An apocalypse is a revealing. That’s more what the Greek is getting at. It’s a pulling back of theheavenly veil to show the truth of some earthly thing. An apocalypse is a reckoning; a crisis of meaning that requires us to reevaluate everything.
An apocalypse is like that moment in the hospital waiting room, after the fatal news was delivered by the doctor, when you realize that everything you knew no longer applies, because everything has changed and will never be the same.
The apocalypse is not the death of the person; the apocalypse is the death of the paradigm you once knew to be your life.
Jesus––the truth of Jesus, the challenge of Jesus, the disorientation of Jesus––is the lens through which we are called to see the little and big apocalipses of our lives.
The temples fall, the church buildings are mostly empty, but Jesus is focussed on the well-being of his disciples.
Do not be alarmed, he says. This mess was expected, and though it’s an end, it’s not The End. Marriages end, plans change, and death happens. But beware that you are not led astray by anything that pretends to be love, but that is actually something different.
The endings of our imagination are often more cataclysmic than the endings that show up in our actual lives. I mean, unless they’re not. But regardless of whether it is the temple we have built of stone or the temple we have built of story, when it falls, we will feel scared and maybe even hopeless. We may wonder where God is.

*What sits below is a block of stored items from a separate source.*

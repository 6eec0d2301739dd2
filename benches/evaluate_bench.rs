use criterion::{black_box, criterion_group, criterion_main, Criterion};
use glam::DVec3;

use tribune_layout::geometry::Line;
use tribune_layout::optimization::{evaluate, Candidate};
use tribune_layout::setup::{
    AudienceSetup, ProjectorSetup, RailingSetup, ScreenSetup, StairSetup, TribuneSetup,
};

fn candidate(rows: usize) -> Candidate {
    Candidate::new(
        TribuneSetup::new(rows, vec![80.0, 90.0], vec![2, 3], vec![false, true])
            .expect("valid tribune"),
        StairSetup::new(15.0, 30.0).expect("valid stairs"),
        RailingSetup::new(90.0, 5.0).expect("valid railings"),
    )
    .with_audiences(vec![AudienceSetup::new(
        DVec3::new(40.0, 0.0, 110.0),
        DVec3::ZERO,
    )])
    .with_screen(ScreenSetup::from_line(Line::new(
        DVec3::new(-800.0, 0.0, 100.0),
        DVec3::new(-800.0, 0.0, 500.0),
    )))
    .with_projector(ProjectorSetup::new(DVec3::new(4000.0, 0.0, 900.0)))
}

fn bench_evaluate(c: &mut Criterion) {
    let small = candidate(10);
    let large = candidate(80);

    c.bench_function("evaluate_10_rows", |b| b.iter(|| evaluate(black_box(&small))));
    c.bench_function("evaluate_80_rows", |b| b.iter(|| evaluate(black_box(&large))));
}

criterion_group!(benches, bench_evaluate);
criterion_main!(benches);
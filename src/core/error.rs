use thiserror::Error;

#[derive(Error, Debug)]
pub enum TribuneError {
    #[error("Invalid dimension for {name}: {value} (must be finite and > 0)")]
    InvalidDimension { name: &'static str, value: f64 },

    #[error("Invalid row width at index {index}: {value} (must be finite and > 0)")]
    InvalidRowWidth { index: usize, value: f64 },

    #[error("Invalid limit distance for {name}: {value} (must be finite)")]
    InvalidLimit { name: &'static str, value: f64 },

    #[error("Boundary curve '{name}' is not closed")]
    OpenBoundary { name: String },

    #[error("Curve '{name}' needs at least {minimum} points, got {count}")]
    InsufficientPoints {
        name: String,
        count: usize,
        minimum: usize,
    },

    #[error("Unsupported schema version: {0}")]
    UnsupportedSchema(String),

    #[error("IO error: {0}")]
    IoError(#[from] std::io::Error),

    #[error("TOML error: {0}")]
    TomlError(#[from] toml::de::Error),

    #[error("Serialization error: {0}")]
    SerdeError(#[from] serde_json::Error),
}

pub type Result<T> = std::result::Result<T, TribuneError>;

/// Reject NaN, infinities and non-positive values for a named dimension.
pub(crate) fn positive(name: &'static str, value: f64) -> Result<f64> {
    if value.is_finite() && value > 0.0 {
        Ok(value)
    } else {
        Err(TribuneError::InvalidDimension { name, value })
    }
}
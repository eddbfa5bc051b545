use std::{
	fmt::{self, Debug, Display},
	time::{SystemTime, UNIX_EPOCH},
};

use serde::{Deserialize, Serialize};
use serde_json::Value;

/// Milliseconds since the Unix epoch, read from the device wall clock.
///
/// Journal timestamps carry no more than this. Merge correctness only needs
/// timestamps to be comparable across devices, not monotonic.
#[allow(clippy::missing_panics_doc)] // the epoch is always in the past
pub fn now_ms() -> u64 {
	#[allow(clippy::cast_possible_truncation)]
	{
		SystemTime::now()
			.duration_since(UNIX_EPOCH)
			.expect("system clock before Unix epoch")
			.as_millis() as u64
	}
}

/// Unique identifier of a journal entry.
///
/// Built from the local clock plus 64 bits of entropy, so uniqueness across
/// peers is probabilistic rather than guaranteed. No peer ever assigns ids to
/// another, which keeps collisions astronomically unlikely at the scale this
/// system targets.
#[derive(Serialize, Deserialize, Clone, PartialEq, Eq, Hash, PartialOrd, Ord)]
pub struct OpId(String);

impl OpId {
	pub fn generate(timestamp_ms: u64) -> Self {
		let entropy: u64 = rand::random();
		Self(format!("{timestamp_ms:x}-{entropy:016x}"))
	}

	pub fn as_str(&self) -> &str {
		&self.0
	}
}

impl From<String> for OpId {
	fn from(raw: String) -> Self {
		Self(raw)
	}
}

impl Display for OpId {
	fn fmt(&self, f: &mut fmt::Formatter<'_>) -> fmt::Result {
		f.write_str(&self.0)
	}
}

impl Debug for OpId {
	fn fmt(&self, f: &mut fmt::Formatter<'_>) -> fmt::Result {
		write!(f, "OpId({})", self.0)
	}
}

/// The kind of mutation a journal entry describes.
#[derive(Serialize, Deserialize, Clone, Copy, Debug, PartialEq, Eq)]
#[serde(rename_all = "lowercase")]
pub enum OperateKind {
	/// Insert a record; fails if the key is already present.
	Add,
	/// Insert or replace a record.
	Put,
	/// Remove a record by key. Removing an absent key is a no-op.
	Delete,
	/// Remove every record in the target store.
	Clear,
}

impl Display for OperateKind {
	fn fmt(&self, f: &mut fmt::Formatter<'_>) -> fmt::Result {
		f.write_str(match self {
			Self::Add => "add",
			Self::Put => "put",
			Self::Delete => "delete",
			Self::Clear => "clear",
		})
	}
}

/// One entry of the append-only operation journal, the unit of replication.
///
/// Records are immutable once written; the only exception is being replaced
/// wholesale by a merge winner with the same id during convergence.
#[derive(Serialize, Deserialize, Clone, PartialEq)]
#[serde(rename_all = "camelCase")]
pub struct OperationRecord {
	pub id: OpId,
	/// Device wall clock at append time, in milliseconds.
	pub timestamp: u64,
	pub db_name: String,
	pub store_name: String,
	#[serde(rename = "operateType")]
	pub operate: OperateKind,
	#[serde(default, skip_serializing_if = "Option::is_none")]
	pub key: Option<String>,
	#[serde(default, skip_serializing_if = "Option::is_none")]
	pub data: Option<Value>,
}

impl OperationRecord {
	/// Stamp a fresh record with a new id and the current wall clock.
	pub fn new(
		db_name: impl Into<String>,
		store_name: impl Into<String>,
		operate: OperateKind,
		key: Option<String>,
		data: Option<Value>,
	) -> Self {
		let timestamp = now_ms();
		Self {
			id: OpId::generate(timestamp),
			timestamp,
			db_name: db_name.into(),
			store_name: store_name.into(),
			operate,
			key,
			data,
		}
	}

	pub fn is_delete(&self) -> bool {
		self.operate == OperateKind::Delete
	}
}

impl Debug for OperationRecord {
	fn fmt(&self, f: &mut fmt::Formatter<'_>) -> fmt::Result {
		f.debug_struct("OperationRecord")
			.field("id", &self.id)
			.field("timestamp", &self.timestamp)
			.field("store_name", &self.store_name)
			.field("operate", &self.operate)
			.field("key", &self.key)
			.finish()
	}
}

And God is there, sitting with us on the mountain side, looking down at Jerusalem, whatever place we have made that we consider sacred and too precious to change.
And God will say, Do not be alarmed when the world you thought you knew ends. Do not be led into something new by anything other than the love I have for you and the love that I am calling you to share with the world.
Do not let your heart be broken by the violence of your own wounded imagination.
For you are beloved. You are loved. And you are mine, God says.
This is the covenant that I make with you after this ends, says the Lord:
I will put my law of love
in your hearts,
and I will write it on your minds,
and you will find a way
to love yourselves
and love each other
through the pain of every
Because that is what God is doing, every day in every one of us: loving us through the end.
into something new.
In the name of the one whose own ending is the ultimate beginning, our brother and liberator, Jesus.